= Collected data =
-.-.-

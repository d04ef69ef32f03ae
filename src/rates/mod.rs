//! Exchange rate lookup
//!
//! The panel only talks to rates through the [`RateProvider`] trait:
//! - the set of supported currency codes
//! - pairwise conversion of an amount

mod table;

pub use table::RateTable;

use std::collections::BTreeSet;

/// Errors raised by rate providers
#[derive(Debug, Clone, PartialEq, thiserror::Error)]
pub enum RateError {
    #[error("exchange rate not found for {from} -> {to}")]
    RateNotFound { from: String, to: String },

    #[error("invalid rate table: {0}")]
    InvalidTable(String),
}

/// Source of exchange rates for the converter panel
pub trait RateProvider {
    /// Every currency code the provider knows about, including codes
    /// that currently have no rate.
    fn currencies(&self) -> BTreeSet<String>;

    /// Convert `amount` from one currency to another.
    fn convert(&self, amount: f64, from: &str, to: &str) -> Result<f64, RateError>;
}
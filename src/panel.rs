//! Converter panel state
//!
//! Plain session state for the converter and the behaviours that mutate it:
//! - recompute the output from (amount, source, target)
//! - swap the two selected currencies
//! - switch between the light and dark theme
//!
//! Nothing here knows about the terminal. The UI layer reads
//! [`PanelState`] and calls the operations below from its key handlers.

use crate::config::ThemeName;
use crate::rates::{RateError, RateProvider};
use crate::types::{clamp_amount, to_field_value, Side, DEFAULT_AMOUNT, DEFAULT_CURRENCY};
use tracing::{debug, warn};

/// Mutable session state of the panel
#[derive(Debug, Clone, PartialEq, Eq)]
pub struct PanelState {
    pub source: String,
    pub target: String,
    pub amount: u32,
    pub output: u32,
    pub theme: ThemeName,
}

/// Outcome of a recompute trigger
#[derive(Debug, Clone, Copy, PartialEq, Eq)]
pub enum Recompute {
    /// Output field now holds this value
    Updated(u32),
    /// No rate for the pair; output kept its previous value
    RateNotFound,
}

/// The converter panel: supported currencies, current state and the
/// provider used for conversion
pub struct ConverterPanel<P: RateProvider> {
    provider: P,
    currencies: Vec<String>,
    state: PanelState,
}

impl<P: RateProvider> ConverterPanel<P> {
    /// Create a panel with the stock defaults (EUR/EUR, 100, light)
    pub fn new(provider: P) -> Self {
        Self::with_defaults(provider, DEFAULT_CURRENCY, DEFAULT_AMOUNT, ThemeName::Light)
    }

    /// Create a panel with explicit startup values
    ///
    /// Both selectors start on `currency` if the provider supports it,
    /// otherwise on the first code in sorted order. Both amount fields
    /// start on `amount`; no conversion runs until the first trigger.
    pub fn with_defaults(provider: P, currency: &str, amount: u32, theme: ThemeName) -> Self {
        // BTreeSet iterates in lexicographic order
        let currencies: Vec<String> = provider.currencies().into_iter().collect();

        let initial = if currencies.iter().any(|c| c == currency) {
            currency.to_string()
        } else {
            currencies.first().cloned().unwrap_or_default()
        };

        let amount = clamp_amount(amount);

        Self {
            provider,
            currencies,
            state: PanelState {
                source: initial.clone(),
                target: initial,
                amount,
                output: amount,
                theme,
            },
        }
    }

    pub fn state(&self) -> &PanelState {
        &self.state
    }

    /// Supported currency codes, sorted
    pub fn currencies(&self) -> &[String] {
        &self.currencies
    }

    pub fn provider(&self) -> &P {
        &self.provider
    }

    /// Code currently selected on one side
    pub fn selected(&self, side: Side) -> &str {
        match side {
            Side::Source => &self.state.source,
            Side::Target => &self.state.target,
        }
    }

    /// Position of the selected code in the currency list
    pub fn selected_index(&self, side: Side) -> usize {
        let code = self.selected(side);
        self.currencies.iter().position(|c| c == code).unwrap_or(0)
    }

    /// Run the conversion for the current (amount, source, target)
    ///
    /// On success the output field is updated. A missing rate leaves the
    /// output untouched and emits a single warning.
    pub fn recompute(&mut self) -> Recompute {
        match self.convert_current() {
            Ok(value) => {
                self.state.output = to_field_value(value);
                debug!(
                    amount = self.state.amount,
                    from = %self.state.source,
                    to = %self.state.target,
                    output = self.state.output,
                    "Recomputed conversion"
                );
                Recompute::Updated(self.state.output)
            }
            Err(e) => {
                warn!(
                    from = %self.state.source,
                    to = %self.state.target,
                    error = %e,
                    "exchange rate not found"
                );
                Recompute::RateNotFound
            }
        }
    }

    fn convert_current(&self) -> Result<f64, RateError> {
        self.provider.convert(
            self.state.amount as f64,
            &self.state.source,
            &self.state.target,
        )
    }

    /// Select a currency on one side and recompute
    ///
    /// Codes outside the supported set are ignored.
    pub fn select(&mut self, side: Side, code: &str) -> Option<Recompute> {
        if !self.currencies.iter().any(|c| c == code) {
            debug!(code, side = side.label(), "Ignoring unsupported currency");
            return None;
        }

        match side {
            Side::Source => self.state.source = code.to_string(),
            Side::Target => self.state.target = code.to_string(),
        }

        Some(self.recompute())
    }

    /// Move the selection of one side through the sorted list, wrapping
    /// at both ends
    pub fn step(&mut self, side: Side, delta: isize) -> Option<Recompute> {
        let len = self.currencies.len() as isize;
        if len == 0 {
            return None;
        }

        let current = self.selected_index(side) as isize;
        let idx = (current + delta).rem_euclid(len) as usize;
        let code = self.currencies[idx].clone();

        self.select(side, &code)
    }

    /// Set the input amount (clamped to the field bounds) and recompute
    pub fn set_amount(&mut self, amount: u32) -> Recompute {
        self.state.amount = clamp_amount(amount);
        self.recompute()
    }

    /// Exchange the selected source and target currencies and recompute
    pub fn swap(&mut self) -> Recompute {
        std::mem::swap(&mut self.state.source, &mut self.state.target);
        self.recompute()
    }

    /// Switch the active theme. Does not touch the conversion.
    pub fn set_theme(&mut self, theme: ThemeName) {
        if self.state.theme != theme {
            debug!(theme = theme.as_str(), "Switching theme");
        }
        self.state.theme = theme;
    }
}

#[cfg(test)]
mod tests {
    use super::*;
    use crate::rates::RateTable;
    use chrono::NaiveDate;
    use std::sync::atomic::{AtomicUsize, Ordering};
    use std::sync::Arc;
    use tracing::Level;
    use tracing_subscriber::layer::{Context, SubscriberExt};
    use tracing_subscriber::Layer;

    fn table() -> RateTable {
        RateTable::from_rates(
            NaiveDate::from_ymd_opt(2024, 6, 14).unwrap(),
            "EUR",
            [
                ("USD", Some(1.08)),
                ("GBP", Some(0.85)),
                ("JPY", Some(168.36)),
                ("CYP", None),
            ],
        )
        .unwrap()
    }

    /// Counts warning events
    struct WarnCounter(Arc<AtomicUsize>);

    impl<S: tracing::Subscriber> Layer<S> for WarnCounter {
        fn on_event(&self, event: &tracing::Event<'_>, _ctx: Context<'_, S>) {
            if *event.metadata().level() == Level::WARN {
                self.0.fetch_add(1, Ordering::SeqCst);
            }
        }
    }

    #[test]
    fn test_initial_state() {
        let panel = ConverterPanel::new(table());
        let state = panel.state();

        assert_eq!(panel.currencies(), &["CYP", "EUR", "GBP", "JPY", "USD"]);
        assert_eq!(state.source, "EUR");
        assert_eq!(state.target, "EUR");
        assert_eq!(state.amount, 100);
        assert_eq!(state.output, 100);
        assert_eq!(state.theme, ThemeName::Light);
    }

    #[test]
    fn test_default_currency_missing() {
        let provider = RateTable::from_rates(
            NaiveDate::from_ymd_opt(2024, 6, 14).unwrap(),
            "USD",
            [("GBP", Some(0.79))],
        )
        .unwrap();
        let panel = ConverterPanel::new(provider);
        assert_eq!(panel.state().source, "GBP");
        assert_eq!(panel.state().target, "GBP");
    }

    #[test]
    fn test_identity_conversion() {
        let mut panel = ConverterPanel::new(table());
        assert_eq!(panel.recompute(), Recompute::Updated(100));
        assert_eq!(panel.state().output, 100);
    }

    #[test]
    fn test_eur_to_usd() {
        let mut panel = ConverterPanel::new(table());
        assert_eq!(panel.select(Side::Target, "USD"), Some(Recompute::Updated(108)));
        assert_eq!(panel.state().output, 108);
    }

    #[test]
    fn test_amount_change_recomputes() {
        let mut panel = ConverterPanel::new(table());
        panel.select(Side::Target, "USD");

        assert_eq!(panel.set_amount(250), Recompute::Updated(270));
        assert_eq!(panel.set_amount(0), Recompute::Updated(1));
        assert_eq!(panel.state().amount, 1);
        assert_eq!(panel.set_amount(5_000_000), Recompute::Updated(1_000_000));
        assert_eq!(panel.state().amount, 1_000_000);
    }

    #[test]
    fn test_output_is_amount_times_rate() {
        let mut panel = ConverterPanel::new(table());
        panel.select(Side::Target, "GBP");

        for amount in [1, 7, 100, 999, 12_345, 1_000_000] {
            let expected = to_field_value(amount as f64 * 0.85);
            assert_eq!(panel.set_amount(amount), Recompute::Updated(expected));
        }
    }

    #[test]
    fn test_swap() {
        let mut panel = ConverterPanel::new(table());
        panel.select(Side::Target, "USD");

        assert_eq!(panel.swap(), Recompute::Updated(93));
        assert_eq!(panel.state().source, "USD");
        assert_eq!(panel.state().target, "EUR");
    }

    #[test]
    fn test_double_swap_round_trip() {
        let mut panel = ConverterPanel::new(table());
        panel.select(Side::Source, "GBP");
        panel.select(Side::Target, "JPY");
        let before = panel.state().clone();

        panel.swap();
        panel.swap();
        assert_eq!(panel.state(), &before);
    }

    #[test]
    fn test_swap_same_currency() {
        let mut panel = ConverterPanel::new(table());
        panel.set_amount(42);

        assert_eq!(panel.swap(), Recompute::Updated(42));
        assert_eq!(panel.state().source, "EUR");
        assert_eq!(panel.state().target, "EUR");
    }

    #[test]
    fn test_missing_rate_keeps_output() {
        let mut panel = ConverterPanel::new(table());
        panel.select(Side::Target, "USD");
        assert_eq!(panel.state().output, 108);

        assert_eq!(panel.select(Side::Target, "CYP"), Some(Recompute::RateNotFound));
        assert_eq!(panel.state().target, "CYP");
        assert_eq!(panel.state().output, 108);

        assert_eq!(panel.set_amount(500), Recompute::RateNotFound);
        assert_eq!(panel.state().amount, 500);
        assert_eq!(panel.state().output, 108);
    }

    #[test]
    fn test_missing_rate_logs_once() {
        let count = Arc::new(AtomicUsize::new(0));
        let subscriber = tracing_subscriber::registry().with(WarnCounter(count.clone()));

        tracing::subscriber::with_default(subscriber, || {
            let mut panel = ConverterPanel::new(table());
            panel.select(Side::Target, "USD");
            assert_eq!(count.load(Ordering::SeqCst), 0);

            panel.select(Side::Target, "CYP");
        });

        assert_eq!(count.load(Ordering::SeqCst), 1);
    }

    #[test]
    fn test_unsupported_code_ignored() {
        let mut panel = ConverterPanel::new(table());
        assert_eq!(panel.select(Side::Source, "XXX"), None);
        assert_eq!(panel.state().source, "EUR");
    }

    #[test]
    fn test_step_wraps() {
        let mut panel = ConverterPanel::new(table());

        panel.step(Side::Source, 1);
        assert_eq!(panel.state().source, "GBP");

        panel.step(Side::Source, -3);
        assert_eq!(panel.state().source, "USD");

        panel.step(Side::Source, 1);
        assert_eq!(panel.state().source, "CYP");
    }

    #[test]
    fn test_theme_does_not_recompute() {
        let mut panel = ConverterPanel::new(table());
        panel.select(Side::Target, "USD");
        let output = panel.state().output;

        panel.set_theme(ThemeName::Dark);
        assert_eq!(panel.state().theme, ThemeName::Dark);
        assert_eq!(panel.state().output, output);

        panel.set_theme(ThemeName::Light);
        assert_eq!(panel.state().theme, ThemeName::Light);
    }
}
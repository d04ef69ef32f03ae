//! Application state and event handling
//!
//! Owns the converter panel and translates keyboard input into panel
//! operations:
//! - focus movement across the widget row
//! - currency selection (stepping or via the dropdown list)
//! - amount editing
//! - swap and theme switching

use crate::config::{Config, ThemeName};
use crate::panel::ConverterPanel;
use crate::rates::RateTable;
use crate::types::{Focus, Side, MAX_AMOUNT, MIN_AMOUNT};
use crate::ui::Theme;
use crossterm::event::{KeyCode, KeyEvent, KeyModifiers};

/// Main application state
pub struct App {
    pub should_quit: bool,
    pub panel: ConverterPanel<RateTable>,
    pub theme: Theme,
    pub focus: Focus,
    pub popup: PopupState,

    // Text typed into the amount field; may be empty mid-edit
    pub amount_edit: Option<String>,
}

/// Popup overlay state
#[derive(Debug, Clone, PartialEq, Eq)]
pub enum PopupState {
    None,
    Dropdown { side: Side, cursor: usize },
}

/// Application state machine
#[derive(Debug, Clone, Copy, PartialEq, Eq)]
pub enum AppState {
    Normal,
    DropdownOpen,
}

impl App {
    /// Create a new App instance
    pub fn new(rates: RateTable, config: &Config) -> Self {
        let panel = ConverterPanel::with_defaults(
            rates,
            &config.default_currency,
            config.default_amount,
            config.theme,
        );
        let theme = Theme::from_name(panel.state().theme);

        Self {
            should_quit: false,
            panel,
            theme,
            focus: Focus::default(),
            popup: PopupState::None,
            amount_edit: None,
        }
    }

    /// Get current app state
    pub fn state(&self) -> AppState {
        match self.popup {
            PopupState::None => AppState::Normal,
            PopupState::Dropdown { .. } => AppState::DropdownOpen,
        }
    }

    /// Handle a key event
    pub fn handle_key(&mut self, key: KeyEvent) {
        if key.modifiers.contains(KeyModifiers::CONTROL) && key.code == KeyCode::Char('c') {
            self.should_quit = true;
            return;
        }

        match self.state() {
            AppState::DropdownOpen => self.handle_dropdown_key(key),
            AppState::Normal => self.handle_normal_key(key),
        }
    }

    /// Handle key in normal state
    fn handle_normal_key(&mut self, key: KeyEvent) {
        // Global keys (work regardless of focus)
        match key.code {
            KeyCode::Char('q') => {
                self.should_quit = true;
                return;
            }
            KeyCode::Tab => {
                self.amount_edit = None;
                self.focus = self.focus.next();
                return;
            }
            KeyCode::BackTab => {
                self.amount_edit = None;
                self.focus = self.focus.prev();
                return;
            }
            KeyCode::Char('s') => {
                self.panel.swap();
                return;
            }
            KeyCode::Char('l') => {
                self.set_theme(ThemeName::Light);
                return;
            }
            KeyCode::Char('d') => {
                self.set_theme(ThemeName::Dark);
                return;
            }
            _ => {}
        }

        // Focus-specific handling
        match self.focus {
            Focus::Source => self.handle_selector_key(Side::Source, key),
            Focus::Target => self.handle_selector_key(Side::Target, key),
            Focus::Amount => self.handle_amount_key(key),
            Focus::Swap => {
                if matches!(key.code, KeyCode::Enter | KeyCode::Char(' ')) {
                    self.panel.swap();
                }
            }
            Focus::LightTheme | Focus::DarkTheme => self.handle_theme_key(key),
        }
    }

    /// Handle keys on a currency selector
    fn handle_selector_key(&mut self, side: Side, key: KeyEvent) {
        match key.code {
            KeyCode::Char('j') | KeyCode::Down => {
                self.panel.step(side, 1);
            }
            KeyCode::Char('k') | KeyCode::Up => {
                self.panel.step(side, -1);
            }
            KeyCode::Enter | KeyCode::Char(' ') => {
                self.popup = PopupState::Dropdown {
                    side,
                    cursor: self.panel.selected_index(side),
                };
            }
            _ => {}
        }
    }

    /// Text shown in the amount field
    pub fn amount_text(&self) -> String {
        match &self.amount_edit {
            Some(text) => text.clone(),
            None => self.panel.state().amount.to_string(),
        }
    }

    /// Handle keys on the amount field
    ///
    /// Typing edits a text buffer that may be empty; the panel amount
    /// follows the buffer whenever it holds a value in range.
    fn handle_amount_key(&mut self, key: KeyEvent) {
        match key.code {
            KeyCode::Char(c) if c.is_ascii_digit() => {
                let mut text = self.amount_text();
                text.push(c);
                let text = text.trim_start_matches('0').to_string();

                match text.parse::<u32>() {
                    Ok(value) if value > MAX_AMOUNT => {}
                    Ok(value) => {
                        self.amount_edit = Some(text);
                        self.panel.set_amount(value);
                    }
                    Err(_) => self.amount_edit = Some(text),
                }
            }
            KeyCode::Backspace => {
                let mut text = self.amount_text();
                text.pop();

                if let Ok(value) = text.parse::<u32>() {
                    if value >= MIN_AMOUNT {
                        self.panel.set_amount(value);
                    }
                }
                self.amount_edit = Some(text);
            }
            KeyCode::Char('k') | KeyCode::Up => self.step_amount(1),
            KeyCode::Char('j') | KeyCode::Down => self.step_amount(-1),
            KeyCode::PageUp => self.step_amount(100),
            KeyCode::PageDown => self.step_amount(-100),
            _ => {}
        }
    }

    /// Step the amount, leaving text editing
    fn step_amount(&mut self, delta: i64) {
        self.amount_edit = None;
        let amount = self.panel.state().amount as i64;
        let stepped = (amount + delta).clamp(MIN_AMOUNT as i64, MAX_AMOUNT as i64);
        self.panel.set_amount(stepped as u32);
    }

    /// Handle keys on the theme radio buttons
    fn handle_theme_key(&mut self, key: KeyEvent) {
        match key.code {
            KeyCode::Enter | KeyCode::Char(' ') => {
                let choice = if self.focus == Focus::LightTheme {
                    ThemeName::Light
                } else {
                    ThemeName::Dark
                };
                self.set_theme(choice);
            }
            KeyCode::Left | KeyCode::Char('h') => {
                self.focus = Focus::LightTheme;
                self.set_theme(ThemeName::Light);
            }
            KeyCode::Right => {
                self.focus = Focus::DarkTheme;
                self.set_theme(ThemeName::Dark);
            }
            _ => {}
        }
    }

    /// Handle keys while the currency dropdown is open
    fn handle_dropdown_key(&mut self, key: KeyEvent) {
        let PopupState::Dropdown { side, cursor } = self.popup.clone() else {
            return;
        };
        let last = self.panel.currencies().len().saturating_sub(1);

        let cursor = match key.code {
            KeyCode::Esc | KeyCode::Char('q') => {
                self.popup = PopupState::None;
                return;
            }
            KeyCode::Enter => {
                if let Some(code) = self.panel.currencies().get(cursor).cloned() {
                    self.panel.select(side, &code);
                }
                self.popup = PopupState::None;
                return;
            }
            KeyCode::Char('j') | KeyCode::Down => (cursor + 1).min(last),
            KeyCode::Char('k') | KeyCode::Up => cursor.saturating_sub(1),
            KeyCode::Home => 0,
            KeyCode::End => last,
            KeyCode::PageDown => (cursor + 10).min(last),
            KeyCode::PageUp => cursor.saturating_sub(10),
            KeyCode::Char(c) if c.is_ascii_uppercase() => {
                self.jump_to_letter(cursor, c).unwrap_or(cursor)
            }
            _ => cursor,
        };

        self.popup = PopupState::Dropdown { side, cursor };
    }

    /// Next code after `cursor` starting with `letter`, wrapping around
    fn jump_to_letter(&self, cursor: usize, letter: char) -> Option<usize> {
        let codes = self.panel.currencies();
        let len = codes.len();

        (1..=len)
            .map(|offset| (cursor + offset) % len)
            .find(|&idx| codes[idx].starts_with(letter))
    }

    /// Switch theme, replacing the whole palette
    fn set_theme(&mut self, name: ThemeName) {
        self.panel.set_theme(name);
        self.theme = Theme::from_name(name);
    }
}
//! Logging initialization
//!
//! The terminal UI owns the screen, so diagnostics go to a log file.

use anyhow::{Context, Result};
use std::fs::{self, OpenOptions};
use std::path::{Path, PathBuf};
use std::sync::Mutex;
use tracing_subscriber::{
    fmt, prelude::__tracing_subscriber_SubscriberExt, util::SubscriberInitExt, EnvFilter,
};

/// Default log file: ~/.cache/fxpanel/fxpanel.log
pub fn default_log_path() -> Result<PathBuf> {
    let cache_dir = dirs::cache_dir()
        .context("Could not determine cache directory")?
        .join("fxpanel");
    Ok(cache_dir.join("fxpanel.log"))
}

/// Build the filter; `RUST_LOG` wins over the verbosity flag
fn filter(verbose: bool) -> EnvFilter {
    let level = if verbose { "debug" } else { "info" };
    EnvFilter::try_from_default_env().unwrap_or_else(|_| EnvFilter::new(format!("fxpanel={level}")))
}

pub fn init_logging(path: &Path, verbose: bool) -> Result<()> {
    if let Some(parent) = path.parent() {
        fs::create_dir_all(parent)
            .with_context(|| format!("Failed to create log directory {:?}", parent))?;
    }

    let file = OpenOptions::new()
        .create(true)
        .append(true)
        .open(path)
        .with_context(|| format!("Failed to open log file {:?}", path))?;

    tracing_subscriber::registry()
        .with(fmt::layer().with_writer(Mutex::new(file)).with_ansi(false))
        .with(filter(verbose))
        .try_init()
        .context("Failed to initialize logging")?;

    Ok(())
}

#[cfg(test)]
mod tests {
    use super::*;

    #[test]
    fn test_default_log_path() {
        if let Ok(path) = default_log_path() {
            assert!(path.ends_with("fxpanel/fxpanel.log"));
        }
    }
}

-.-.-

= Problem to solve =
The first line of the records and every line down to the line with "pub enum RateError" must be quoted exactly; leave out all else.

= Response to this task =
repository d04ef69ef32f03ae
filename src/rates/mod.rs
//! Exchange rate lookup
//!
//! The panel only talks to rates through the [`RateProvider`] trait:
//! - the set of supported currency codes
//! - pairwise conversion of an amount

mod table;

pub use table::RateTable;

use std::collections::BTreeSet;

/// Errors raised by rate providers
#[derive(Debug, Clone, PartialEq, thiserror::Error)]
pub enum RateError {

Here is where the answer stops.